While Ranford and Co. were eliminating the Rockets, the Winterhawks were sweeping the Spokane Chiefs, ending it with a 5-0 victory on the road on Wednesday.
“They get rolling and they play hard and they have a lot of skill on that team,” Ranford said of the Winterhawks, who outscored the Chiefs 18-3 in four games. “We have to minimize their skill and just play a hard-nosed game like we can.”
For the Blazers, it also has been a case of sticking with the game plan no matter the circumstances.
On Tuesday, the Rockets dominated the first period, but the Blazers stayed with the game plan – get pucks deep, make the Kelowna defence work – and it paid off. On Wednesday, the Blazers had the great start, but the Rockets came back and tied it. Still, the Blazers stuck with the plan.
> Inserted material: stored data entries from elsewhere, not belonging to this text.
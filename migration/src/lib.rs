pub use sea_orm_migration::prelude::*;

mod m20250401_000001_create_users_table;
mod m20250401_000002_create_products_table;
mod m20250401_000003_create_price_history_table;
mod m20250612_000001_add_notify_columns;

pub struct Migrator;

#[async_trait::async_trait]
impl MigratorTrait for Migrator {
    fn migrations() -> Vec<Box<dyn MigrationTrait>> {
        vec![
            Box::new(m20250401_000001_create_users_table::Migration),
            Box::new(m20250401_000002_create_products_table::Migration),
            Box::new(m20250401_000003_create_price_history_table::Migration),
            Box::new(m20250612_000001_add_notify_columns::Migration)
        ]
    }
}
//! Marketplace helpers: article extraction from user input and wallet
//! discount arithmetic.

/// Extract the nm_id (marketplace article) from a catalog link, a bare
/// article, or free text containing one.
///
/// Accepted forms:
/// - links with `/catalog/<digits>/detail.aspx`
/// - a bare 5-12 digit article
/// - any 6-12 digit run inside other text
pub fn extract_nm_id(text: &str) -> Option<i64> {
    if let Some(pos) = text.find("/catalog/") {
        let rest = &text[pos + "/catalog/".len()..];
        let digits: String = rest.chars().take_while(|c| c.is_ascii_digit()).collect();
        if (5..=12).contains(&digits.len()) && rest[digits.len()..].starts_with("/detail.aspx") {
            return digits.parse().ok();
        }
    }

    let trimmed = text.trim();
    if (5..=12).contains(&trimmed.len()) && trimmed.chars().all(|c| c.is_ascii_digit()) {
        return trimmed.parse().ok();
    }

    // Fallback: first standalone digit run of plausible length
    let mut start = None;
    for (i, c) in text.char_indices() {
        match (c.is_ascii_digit(), start) {
            (true, None) => start = Some(i),
            (false, Some(s)) => {
                let run = &text[s..i];
                if (6..=12).contains(&run.len()) {
                    return run.parse().ok();
                }
                start = None;
            }
            _ => {}
        }
    }
    if let Some(s) = start {
        let run = &text[s..];
        if (6..=12).contains(&run.len()) {
            return run.parse().ok();
        }
    }

    None
}

/// Canonical catalog URL for an article.
pub fn product_url(nm_id: i64) -> String {
    format!("https://www.wildberries.ru/catalog/{}/detail.aspx", nm_id)
}

/// Apply the wallet discount, rounding down.
pub fn apply_wallet_discount(price: i64, discount_percent: i32) -> i64 {
    if discount_percent <= 0 {
        return price;
    }
    price * (100 - discount_percent as i64) / 100
}

#[cfg(test)]
mod tests {
    use super::*;

    #[test]
    fn extracts_from_catalog_link() {
        let url = "https://www.wildberries.ru/catalog/173297644/detail.aspx?targetUrl=SP";
        assert_eq!(extract_nm_id(url), Some(173297644));
    }

    #[test]
    fn extracts_bare_article() {
        assert_eq!(extract_nm_id("173297644"), Some(173297644));
        assert_eq!(extract_nm_id("  54321 "), Some(54321));
    }

    #[test]
    fn extracts_from_free_text() {
        assert_eq!(extract_nm_id("смотри артикул 173297644 вот"), Some(173297644));
    }

    #[test]
    fn rejects_garbage() {
        assert_eq!(extract_nm_id("no numbers here"), None);
        assert_eq!(extract_nm_id("1234"), None);
        assert_eq!(extract_nm_id("1234567890123456"), None);
    }

    #[test]
    fn wallet_discount_floors() {
        assert_eq!(apply_wallet_discount(1000, 3), 970);
        assert_eq!(apply_wallet_discount(999, 3), 969);
        assert_eq!(apply_wallet_discount(1000, 0), 1000);
        assert_eq!(apply_wallet_discount(1000, -5), 1000);
    }

    #[test]
    fn product_url_shape() {
        assert_eq!(
            product_url(42),
            "https://www.wildberries.ru/catalog/42/detail.aspx"
        );
    }
}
“They were tired. You could tell,” Charron said of Kelowna’s defencemen. “We kept by the game plan and made sure pucks were in deep and made them work.”
Charron pointed out that making defenders work doesn’t necessarily mean being physical.
“If you work down there and you force them to work defensively, to defend, it makes them tired,” Charron said. “If you can make the other team defend more than you, chances are you will get some offence and you should be able to pull it off.”
“Even when it was 3-3,” Ranford said, “we kept on sticking to our game plan. It worked out, didn’t it? That’s what we do and it’s been awesome. . . . it’s been a good ride so far. But we’ve got a good team in Portland . . .
“I think we’re a good match for them. We just have to play our game and play our structure and it’ll be good.”
Meanwhile, Kelowna head coach Ryan Huska expects a Kamloops-Portland series to be “entertaining to watch” because both teams have excellent transition games.
“They are two of the most offensively dangerous teams in our conference,” Huska said. “I think it will be a fast paced series. Probably at the end of the day it will come down to goaltenders.”
If an MVP had been selected in the Kamloops-Kelowna series, it may well have been Blazers goaltender Cole Cheveldave. It wasn’t that he stopped an overwhelming number of shots – 105 out of 115 (.913) – but the number of timely, momentum-killing saves he made was off the charts.
In 10 playoff games, Cheveldave is 8-2, 2.60, .895.
Meanwhile, Portland’s Mac Carruth became the first goaltender in franchise history to post two shutouts in one series when he held Spokane to three goals over four games. Overall, Carruth is 8-2, 1.74, .925.
Carruth also became the winning goaltender in WHL playoff history. He has 41 victories, two more than Cam Ward, who won 38 during his career with the Red Deer Rebels.